Richmond, BC., Canada May 16, 2013
Having left our mountain home in Squamish, BC. we drove down to Richmond, BC., just outside of Vancouver near the Frazer River. We spent a couple of days here to make sure that we had everything we needed for the long trip ahead.
We had some time on our hands and so we took advantage of the opportunity to be tourists in our own back yard. We went to the nearby fishing village of Steveston where I did some sketches of the water front. Steveston is known for its commercial fishing port and was historically a salmon canning port.
Forest Buddha, study #1
Forest Buddha, study#2
In the original post of “Experimenting with Watercolour” I was showing my first attempt at this painting of a gateway at Angkor Thom, Siem Reap, Cambodia. In the second study I have painted the picture without a pink sky and I have tried to focus more on just the stone heads. I wanted to express more of the feelings of serenity and awe that I felt looking up at these massive stone heads in the forest.
These pictures were a great practice exercise and will be left at that.
A couple of years ago I was visiting the Unesco World Heritage site of Angkor Wat in Siem Reap, Cambodia. It is an amazing place to explore. I was hoping to paint some watercolours of this place as soon as I got back. I did some sketches while I was there but soon realized that it was going to be a challenge to paint.
This week I have decided to give it a shot and see what I come up with. Painting moss covered, crumbling ruins requires some thought and a little risk taking. Getting bogged down in all the detail would be very easy to do. I have taken a more impressionistic approach to focus more on the mystery of this place.
I am not finished exploring the possibilities of this picture and so I will paint it over and post the results soon.
Pencil and watercolour sketch
Old Man of the Mountains, Pencil and watercolour sketch
Sherpa, Nepal, Pencil and watercolour sketch
Nepalese Woman #1, Pencil and watercolour sketch
Nepalese Woman #3, Pencil and watercolour sketch
Pencil and watercolour sketch
Most of the time I am painting landscapes from Canada and my travels. The last couple of weeks I have been focusing on watercolour portrait sketches as a way to practice accuracy. I find doing these sketch book studies a lot of fun and at the same time challenging. I think for the style of art that I do that drawing is foundational and always will be. I believe it is really important to develop the spatial drawing skills that just comes from practice and close observation.
The Yin and Yang of painting portraits is for me a way of describing the relationship between accuracy to form and detail and at the same time keeping the pictures loose and allowing for the organic nature of watercolour. I have heard it said of painting portraits that “the soul is in the details”. With that in mind I usually put more detail into the face and specifically the eyes. While I am working carefully on the details of the face I am at the same time putting in loose washes in other parts of the picture. It is a challenge to be loose and accurate at the same time. At the end of the day I am making a piece of art and so I am hoping to convey a little of the spirit of the person.

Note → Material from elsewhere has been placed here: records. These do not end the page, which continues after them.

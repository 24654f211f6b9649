//! Work-hours aggregation.
//!
//! Turns a day's ENTRY/EXIT punches into worked and break minutes, flags
//! incomplete or rule-violating days, and rolls daily summaries up into
//! weekly, monthly and contract-level views.

use chrono::{Datelike, Days, NaiveDate, Weekday};
use serde::{Deserialize, Serialize};

use crate::config::RulesConfig;
use crate::types::{AttendanceKind, ContractProfile, Punch};

/// One complete ENTRY→EXIT interval (Unix seconds).
#[derive(Debug, Clone, Copy, PartialEq, Eq)]
pub struct WorkPair {
    pub entry: i64,
    pub exit: i64,
}

impl WorkPair {
    pub const fn seconds(&self) -> i64 {
        self.exit - self.entry
    }
}

/// Result of pairing a day's punches.
#[derive(Debug, Clone, Default, PartialEq, Eq)]
pub struct Pairing {
    pub pairs: Vec<WorkPair>,
    /// Trailing ENTRY with no EXIT yet.
    pub open_entry: Option<i64>,
    /// EXITs with no preceding ENTRY (e.g. the day started with an EXIT).
    pub stray_exits: usize,
}

/// Pair punches in time order. A second ENTRY while one is open replaces it;
/// the ledger's alternation check keeps that from happening in practice.
pub fn pair_punches(punches: &[Punch]) -> Pairing {
    let mut sorted = punches.to_vec();
    sorted.sort_by_key(|p| p.at);

    let mut pairing = Pairing::default();
    for punch in sorted {
        match punch.kind {
            AttendanceKind::Entry => pairing.open_entry = Some(punch.at),
            AttendanceKind::Exit => match pairing.open_entry.take() {
                Some(entry) => pairing.pairs.push(WorkPair {
                    entry,
                    exit: punch.at,
                }),
                None => pairing.stray_exits += 1,
            },
        }
    }
    pairing
}

/// Minutes worked in `punches`, counting an open entry up to `until`.
pub fn worked_minutes_until(punches: &[Punch], until: i64) -> i64 {
    let pairing = pair_punches(punches);
    let closed: i64 = pairing.pairs.iter().map(WorkPair::seconds).sum();
    let open = pairing.open_entry.map_or(0, |entry| (until - entry).max(0));
    (closed + open) / 60
}

/// Aggregated work time and flags for one subject-day.
#[derive(Debug, Clone, PartialEq, Eq, Serialize, Deserialize)]
pub struct DailySummary {
    pub subject_id: String,
    pub date: NaiveDate,
    pub first_entry: Option<i64>,
    pub last_exit: Option<i64>,
    pub total_minutes: i64,
    pub break_minutes: i64,
    pub worked_minutes: i64,
    pub has_incomplete: bool,
    pub has_extra_hours: bool,
    pub has_violation: bool,
    pub violation_reason: Option<String>,
    pub entry_count: i64,
    pub exit_count: i64,
}

/// Summarize one day of punches against the subject's contract.
pub fn summarize_day(
    subject_id: &str,
    date: NaiveDate,
    punches: &[Punch],
    contract: &ContractProfile,
    rules: &RulesConfig,
) -> DailySummary {
    let pairing = pair_punches(punches);

    let worked_secs: i64 = pairing.pairs.iter().map(WorkPair::seconds).sum();
    let break_secs: i64 = pairing
        .pairs
        .windows(2)
        .map(|w| (w[1].entry - w[0].exit).max(0))
        .sum();

    let first_entry = punches
        .iter()
        .filter(|p| p.kind == AttendanceKind::Entry)
        .map(|p| p.at)
        .min();
    let last_exit = punches
        .iter()
        .filter(|p| p.kind == AttendanceKind::Exit)
        .map(|p| p.at)
        .max();
    let total_secs = match (first_entry, last_exit) {
        (Some(first), Some(last)) if last > first => last - first,
        _ => 0,
    };

    let worked_minutes = worked_secs / 60;
    let break_minutes = break_secs / 60;
    let limit = contract.daily_limit_minutes();
    let has_incomplete = pairing.open_entry.is_some();

    let mut reasons = Vec::new();
    if worked_minutes > limit + rules.daily_tolerance_minutes {
        reasons.push(format!(
            "exceeds daily limit of {} by {} min",
            format_minutes(limit),
            worked_minutes - limit
        ));
    }
    if worked_minutes > rules.break_required_after_minutes
        && break_minutes < rules.min_break_minutes
    {
        reasons.push(format!(
            "missing mandated {} min break after {}",
            rules.min_break_minutes,
            format_minutes(rules.break_required_after_minutes)
        ));
    }
    if has_incomplete {
        reasons.push("incomplete entry/exit pair".to_string());
    }

    let count = |kind: AttendanceKind| -> i64 {
        punches
            .iter()
            .filter(|p| p.kind == kind)
            .count()
            .try_into()
            .unwrap_or(i64::MAX)
    };

    DailySummary {
        subject_id: subject_id.to_string(),
        date,
        first_entry,
        last_exit,
        total_minutes: total_secs / 60,
        break_minutes,
        worked_minutes,
        has_incomplete,
        has_extra_hours: worked_minutes > limit,
        has_violation: !reasons.is_empty(),
        violation_reason: (!reasons.is_empty()).then(|| reasons.join("; ")),
        entry_count: count(AttendanceKind::Entry),
        exit_count: count(AttendanceKind::Exit),
    }
}

/// Render minutes as `7h20m`.
pub fn format_minutes(minutes: i64) -> String {
    let (h, m) = (minutes / 60, minutes % 60);
    if m == 0 {
        format!("{h}h")
    } else {
        format!("{h}h{m:02}m")
    }
}

/// Granularity of a rollup.
#[derive(Debug, Clone, Copy, PartialEq, Eq, Serialize, Deserialize)]
#[serde(rename_all = "lowercase")]
pub enum Period {
    Week,
    Month,
    Contract,
}

/// Sum of daily summaries over an inclusive date range.
#[derive(Debug, Clone, PartialEq, Eq, Serialize, Deserialize)]
pub struct PeriodSummary {
    pub subject_id: String,
    pub period: Period,
    pub start: NaiveDate,
    pub end: NaiveDate,
    pub days_worked: i64,
    pub worked_minutes: i64,
    pub break_minutes: i64,
    pub incomplete_days: i64,
    pub extra_hours_days: i64,
    pub violation_days: i64,
    /// Only computed for weekly rollups.
    pub exceeds_weekly_limit: bool,
}

/// Monday-to-Sunday week containing `date`.
pub fn week_range(date: NaiveDate) -> (NaiveDate, NaiveDate) {
    let week = date.week(Weekday::Mon);
    (week.first_day(), week.last_day())
}

/// First and last day of a calendar month.
pub fn month_range(year: i32, month: u32) -> Option<(NaiveDate, NaiveDate)> {
    let first = NaiveDate::from_ymd_opt(year, month, 1)?;
    let next = if month == 12 {
        NaiveDate::from_ymd_opt(year + 1, 1, 1)?
    } else {
        NaiveDate::from_ymd_opt(year, month + 1, 1)?
    };
    Some((first, next.pred_opt()?))
}

/// Roll daily summaries inside `[start, end]` up into one period summary.
pub fn rollup(
    subject_id: &str,
    period: Period,
    start: NaiveDate,
    end: NaiveDate,
    days: &[DailySummary],
    contract: &ContractProfile,
) -> PeriodSummary {
    let in_range: Vec<&DailySummary> = days
        .iter()
        .filter(|d| d.subject_id == subject_id && d.date >= start && d.date <= end)
        .collect();

    let flagged = |pred: fn(&DailySummary) -> bool| -> i64 {
        in_range.iter().filter(|d| pred(d)).count().try_into().unwrap_or(i64::MAX)
    };

    let worked_minutes: i64 = in_range.iter().map(|d| d.worked_minutes).sum();

    PeriodSummary {
        subject_id: subject_id.to_string(),
        period,
        start,
        end,
        days_worked: flagged(|d| d.worked_minutes > 0),
        worked_minutes,
        break_minutes: in_range.iter().map(|d| d.break_minutes).sum(),
        incomplete_days: flagged(|d| d.has_incomplete),
        extra_hours_days: flagged(|d| d.has_extra_hours),
        violation_days: flagged(|d| d.has_violation),
        exceeds_weekly_limit: period == Period::Week
            && worked_minutes > contract.weekly_limit_minutes(),
    }
}

/// Progress towards a contract's total hours.
#[derive(Debug, Clone, PartialEq, Serialize, Deserialize)]
pub struct ContractProgress {
    pub subject_id: String,
    pub total_minutes: Option<i64>,
    pub completed_minutes: i64,
    pub remaining_minutes: Option<i64>,
    pub days_worked: i64,
    pub average_minutes_per_day: f64,
    pub end_date: Option<NaiveDate>,
    /// Date the contract total is reached at the historical pace.
    pub projected_completion: Option<NaiveDate>,
    pub is_on_track: bool,
}

/// Project contract completion from the average pace of worked days.
///
/// The projection advances over weekdays only, starting the day after
/// `today`.
#[allow(clippy::cast_precision_loss, clippy::cast_possible_truncation)]
pub fn contract_progress(
    contract: &ContractProfile,
    days: &[DailySummary],
    today: NaiveDate,
) -> ContractProgress {
    let relevant: Vec<&DailySummary> = days
        .iter()
        .filter(|d| d.subject_id == contract.subject_id)
        .filter(|d| contract.start_date.is_none_or(|start| d.date >= start))
        .filter(|d| d.date <= today)
        .collect();

    let completed_minutes: i64 = relevant.iter().map(|d| d.worked_minutes).sum();
    let days_worked: i64 = relevant
        .iter()
        .filter(|d| d.worked_minutes > 0)
        .count()
        .try_into()
        .unwrap_or(i64::MAX);
    let average = if days_worked > 0 {
        completed_minutes as f64 / days_worked as f64
    } else {
        0.0
    };

    let total_minutes = contract.total_minutes();
    let remaining_minutes = total_minutes.map(|total| (total - completed_minutes).max(0));

    let projected_completion = match remaining_minutes {
        Some(0) => Some(today),
        Some(remaining) if average > 0.0 => {
            let days_needed = (remaining as f64 / average).ceil() as u64;
            Some(add_working_days(today, days_needed))
        }
        _ => None,
    };

    let is_on_track = match (remaining_minutes, contract.end_date) {
        (Some(0), _) | (None, _) => true,
        (Some(_), None) => projected_completion.is_some(),
        (Some(_), Some(end)) => projected_completion.is_some_and(|p| p <= end),
    };

    ContractProgress {
        subject_id: contract.subject_id.clone(),
        total_minutes,
        completed_minutes,
        remaining_minutes,
        days_worked,
        average_minutes_per_day: average,
        end_date: contract.end_date,
        projected_completion,
        is_on_track,
    }
}

fn add_working_days(from: NaiveDate, count: u64) -> NaiveDate {
    let mut date = from;
    let mut left = count;
    while left > 0 {
        let Some(next) = date.checked_add_days(Days::new(1)) else {
            return date;
        };
        date = next;
        if !matches!(date.weekday(), Weekday::Sat | Weekday::Sun) {
            left -= 1;
        }
    }
    date
}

The title of my blog “The Paddle And The Paintbrush” is a reference to the adventure
spirit that was instilled in me from a young age. Along with painting in watercolour, I spent many summers working as a white water rafting guide in Western Canada. The picture above shows me guiding in Bow Canyon, on the Bow River in Alberta.
It’s been a few years since I hung up my paddle as it relates to river guiding but the spirit of adventure, exploring and travel lives on. My watercolour paintings and sketches are often scenes of Canadian wilderness, however I also love to paint my travel experiences and adventures world wide. What I hope to share with people is the beauty I see along the way with a special emphasis on Canada.
I grew up with a fascination and respect for a group of Canadian painters called the Group of Seven. They painted Canada in a style that show cased Canada as a rugged land of lakes, rivers, mountains and forest. This is a big part of what Canada still is and I would like to be a part of that tradition of painting this great land.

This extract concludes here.